* _TASK GOAL_: Restate every record exactly, with nothing skipped.
----
// Copyright 2025-present Harīṣh Tummalachērla
// SPDX-License-Identifier: Apache-2.0

//! Static, array-backed segment tree with O(log n) range reduce and point update.
//!
//! The tree is a dense vector of `2n` slots. Leaves sit in `[n, 2n)` in input
//! order, internal node `i` holds `combine(data[2i], data[2i + 1])`, the root
//! is at 1 and slot 0 is unused.
//!
//! ```text
//! values = [a, b, c, d]              n = 4
//!
//! slot:   0    1       2      3      4  5  6  7
//! data:  [-, abcd,    ab,    cd,     a, b, c, d]
//!              ▲       ▲      ▲      └─ leaves ─┘
//!             root   2·1    2·1+1
//! ```
//!
//! Queries walk bottom-up without recursion or allocation. The left and right
//! partial results are kept apart and joined at the end, so the combiner only
//! needs to be associative. Commutativity is not required, and `n` need not be
//! a power of two.
//!
//! # Serialization
//!
//! The persistent state is exactly `(n, data)`. The combiner is code, not
//! data: whoever restores a tree with [`SegmentTree::from_parts`] supplies it
//! again, and must supply the same one that built the tree.

use crate::error::{CompletionError, Result};

/// An associative binary operation used to reduce ranges.
///
/// Implemented for every `Fn(T, T) -> T`, so plain closures work. Stateful
/// combiners (like [`RankOrder`](super::RankOrder)) implement it directly.
pub trait Combine<T> {
    fn combine(&self, left: T, right: T) -> T;
}

impl<T, F> Combine<T> for F
where
    F: Fn(T, T) -> T,
{
    #[inline]
    fn combine(&self, left: T, right: T) -> T {
        self(left, right)
    }
}

/// Segment tree over `T` reduced with `C`.
#[derive(Debug, Clone)]
pub struct SegmentTree<T, C> {
    n: usize,
    data: Vec<T>,
    combiner: C,
}

impl<T, C> SegmentTree<T, C>
where
    T: Copy + Default,
    C: Combine<T>,
{
    /// Build a tree over `values`. O(n).
    pub fn new(values: &[T], combiner: C) -> Self {
        let n = values.len();
        let mut data = vec![T::default(); 2 * n];
        data[n..].copy_from_slice(values);
        for i in (1..n).rev() {
            data[i] = combiner.combine(data[2 * i], data[2 * i + 1]);
        }
        Self { n, data, combiner }
    }

    /// Restore a tree from its persisted `(n, data)` state.
    ///
    /// Only the shape is checked here. Use [`SegmentTree::is_consistent`]
    /// to confirm every internal node agrees with `combiner`.
    pub fn from_parts(n: usize, data: Vec<T>, combiner: C) -> Result<Self> {
        let expected = n.checked_mul(2).ok_or_else(|| {
            CompletionError::config(format!("segment tree size {} overflows", n))
        })?;
        if data.len() != expected {
            return Err(CompletionError::config(format!(
                "segment tree data has {} slots, expected 2 * {} = {}",
                data.len(),
                n,
                expected
            )));
        }
        Ok(Self { n, data, combiner })
    }

    /// Reduce the half-open range `[left, right)` of the input domain.
    ///
    /// Returns `None` for an empty range (`left >= right`). The caller must
    /// keep `right <= len()`; larger bounds panic on the slot index or,
    /// when they still land inside the backing vector, return a meaningless
    /// value. The tree does not validate bounds on this hot path.
    pub fn range_query(&self, left: usize, right: usize) -> Option<T> {
        let mut left = left + self.n;
        let mut right = right + self.n;
        let mut acc_left: Option<T> = None;
        let mut acc_right: Option<T> = None;

        // Odd slots are right children: they can't be covered by their parent,
        // so fold them in and step inward before moving up a level.
        while left < right {
            if left & 1 == 1 {
                acc_left = Some(self.join(acc_left, self.data[left]));
                left += 1;
            }
            if right & 1 == 1 {
                right -= 1;
                acc_right = Some(match acc_right {
                    Some(acc) => self.combiner.combine(self.data[right], acc),
                    None => self.data[right],
                });
            }
            left >>= 1;
            right >>= 1;
        }

        match (acc_left, acc_right) {
            (Some(l), Some(r)) => Some(self.combiner.combine(l, r)),
            (l, r) => l.or(r),
        }
    }

    /// Overwrite leaf `idx` and recompute its ancestors. O(log n).
    ///
    /// Panics if `idx >= len()`. Not safe to interleave with concurrent
    /// queries; `&mut self` enforces exclusive access.
    pub fn update(&mut self, idx: usize, value: T) {
        assert!(idx < self.n, "segment tree index {} out of range {}", idx, self.n);
        let mut pos = idx + self.n;
        self.data[pos] = value;
        while pos > 1 {
            pos >>= 1;
            self.data[pos] = self.combiner.combine(self.data[2 * pos], self.data[2 * pos + 1]);
        }
    }

    /// Leaf value at `idx`.
    pub fn leaf(&self, idx: usize) -> Option<T> {
        if idx < self.n {
            Some(self.data[self.n + idx])
        } else {
            None
        }
    }

    #[inline]
    fn join(&self, acc: Option<T>, value: T) -> T {
        match acc {
            Some(acc) => self.combiner.combine(acc, value),
            None => value,
        }
    }
}

impl<T, C> SegmentTree<T, C>
where
    T: Copy + Default + PartialEq,
    C: Combine<T>,
{
    /// True if every internal node equals the combination of its children.
    pub fn is_consistent(&self) -> bool {
        (1..self.n).all(|i| {
            self.data[i] == self.combiner.combine(self.data[2 * i], self.data[2 * i + 1])
        })
    }
}

impl<T, C> SegmentTree<T, C> {
    /// Number of leaves.
    pub fn len(&self) -> usize {
        self.n
    }

    pub fn is_empty(&self) -> bool {
        self.n == 0
    }

    /// Backing slots, including the unused slot 0.
    pub fn data(&self) -> &[T] {
        &self.data
    }

    pub fn combiner(&self) -> &C {
        &self.combiner
    }

    /// Decompose into the persisted `(n, data)` state and the combiner.
    pub fn into_parts(self) -> (usize, Vec<T>, C) {
        (self.n, self.data, self.combiner)
    }
}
----
* _FINISHED EXERCISE_:
// Copyright 2025-present Harīṣh Tummalachērla
// SPDX-License-Identifier: Apache-2.0

//! Static, array-backed segment tree with O(log n) range reduce and point update.
//!
//! The tree is a dense vector of `2n` slots. Leaves sit in `[n, 2n)` in input
//! order, internal node `i` holds `combine(data[2i], data[2i + 1])`, the root
//! is at 1 and slot 0 is unused.
//!
//! ```text
//! values = [a, b, c, d]              n = 4
//!
//! slot:   0    1       2      3      4  5  6  7
//! data:  [-, abcd,    ab,    cd,     a, b, c, d]
//!              ▲       ▲      ▲      └─ leaves ─┘
//!             root   2·1    2·1+1
//! ```
//!
//! Queries walk bottom-up without recursion or allocation. The left and right
//! partial results are kept apart and joined at the end, so the combiner only
//! needs to be associative. Commutativity is not required, and `n` need not be
//! a power of two.
//!
//! # Serialization
//!
//! The persistent state is exactly `(n, data)`. The combiner is code, not
//! data: whoever restores a tree with [`SegmentTree::from_parts`] supplies it
//! again, and must supply the same one that built the tree.

use crate::error::{CompletionError, Result};

/// An associative binary operation used to reduce ranges.
///
/// Implemented for every `Fn(T, T) -> T`, so plain closures work. Stateful
/// combiners (like [`RankOrder`](super::RankOrder)) implement it directly.
pub trait Combine<T> {
    fn combine(&self, left: T, right: T) -> T;
}

impl<T, F> Combine<T> for F
where
    F: Fn(T, T) -> T,
{
    #[inline]
    fn combine(&self, left: T, right: T) -> T {
        self(left, right)
    }
}

/// Segment tree over `T` reduced with `C`.
#[derive(Debug, Clone)]
pub struct SegmentTree<T, C> {
    n: usize,
    data: Vec<T>,
    combiner: C,
}

impl<T, C> SegmentTree<T, C>
where
    T: Copy + Default,
    C: Combine<T>,
{
    /// Build a tree over `values`. O(n).
    pub fn new(values: &[T], combiner: C) -> Self {
        let n = values.len();
        let mut data = vec![T::default(); 2 * n];
        data[n..].copy_from_slice(values);
        for i in (1..n).rev() {
            data[i] = combiner.combine(data[2 * i], data[2 * i + 1]);
        }
        Self { n, data, combiner }
    }

    /// Restore a tree from its persisted `(n, data)` state.
    ///
    /// Only the shape is checked here. Use [`SegmentTree::is_consistent`]
    /// to confirm every internal node agrees with `combiner`.
    pub fn from_parts(n: usize, data: Vec<T>, combiner: C) -> Result<Self> {
        let expected = n.checked_mul(2).ok_or_else(|| {
            CompletionError::config(format!("segment tree size {} overflows", n))
        })?;
        if data.len() != expected {
            return Err(CompletionError::config(format!(
                "segment tree data has {} slots, expected 2 * {} = {}",
                data.len(),
                n,
                expected
            )));
        }
        Ok(Self { n, data, combiner })
    }

    /// Reduce the half-open range `[left, right)` of the input domain.
    ///
    /// Returns `None` for an empty range (`left >= right`). The caller must
    /// keep `right <= len()`; larger bounds panic on the slot index or,
    /// when they still land inside the backing vector, return a meaningless
    /// value. The tree does not validate bounds on this hot path.
    pub fn range_query(&self, left: usize, right: usize) -> Option<T> {
        let mut left = left + self.n;
        let mut right = right + self.n;
        let mut acc_left: Option<T> = None;
        let mut acc_right: Option<T> = None;

        // Odd slots are right children: they can't be covered by their parent,
        // so fold them in and step inward before moving up a level.
        while left < right {
            if left & 1 == 1 {
                acc_left = Some(self.join(acc_left, self.data[left]));
                left += 1;
            }
            if right & 1 == 1 {
                right -= 1;
                acc_right = Some(match acc_right {
                    Some(acc) => self.combiner.combine(self.data[right], acc),
                    None => self.data[right],
                });
            }
            left >>= 1;
            right >>= 1;
        }

        match (acc_left, acc_right) {
            (Some(l), Some(r)) => Some(self.combiner.combine(l, r)),
            (l, r) => l.or(r),
        }
    }

    /// Overwrite leaf `idx` and recompute its ancestors. O(log n).
    ///
    /// Panics if `idx >= len()`. Not safe to interleave with concurrent
    /// queries; `&mut self` enforces exclusive access.
    pub fn update(&mut self, idx: usize, value: T) {
        assert!(idx < self.n, "segment tree index {} out of range {}", idx, self.n);
        let mut pos = idx + self.n;
        self.data[pos] = value;
        while pos > 1 {
            pos >>= 1;
            self.data[pos] = self.combiner.combine(self.data[2 * pos], self.data[2 * pos + 1]);
        }
    }

    /// Leaf value at `idx`.
    pub fn leaf(&self, idx: usize) -> Option<T> {
        if idx < self.n {
            Some(self.data[self.n + idx])
        } else {
            None
        }
    }

    #[inline]
    fn join(&self, acc: Option<T>, value: T) -> T {
        match acc {
            Some(acc) => self.combiner.combine(acc, value),
            None => value,
        }
    }
}

impl<T, C> SegmentTree<T, C>
where
    T: Copy + Default + PartialEq,
    C: Combine<T>,
{
    /// True if every internal node equals the combination of its children.
    pub fn is_consistent(&self) -> bool {
        (1..self.n).all(|i| {
            self.data[i] == self.combiner.combine(self.data[2 * i], self.data[2 * i + 1])
        })
    }
}

impl<T, C> SegmentTree<T, C> {
    /// Number of leaves.
    pub fn len(&self) -> usize {
        self.n
    }

    pub fn is_empty(&self) -> bool {
        self.n == 0
    }

    /// Backing slots, including the unused slot 0.
    pub fn data(&self) -> &[T] {
        &self.data
    }

    pub fn combiner(&self) -> &C {
        &self.combiner
    }

    /// Decompose into the persisted `(n, data)` state and the combiner.
    pub fn into_parts(self) -> (usize, Vec<T>, C) {
        (self.n, self.data, self.combiner)
    }
}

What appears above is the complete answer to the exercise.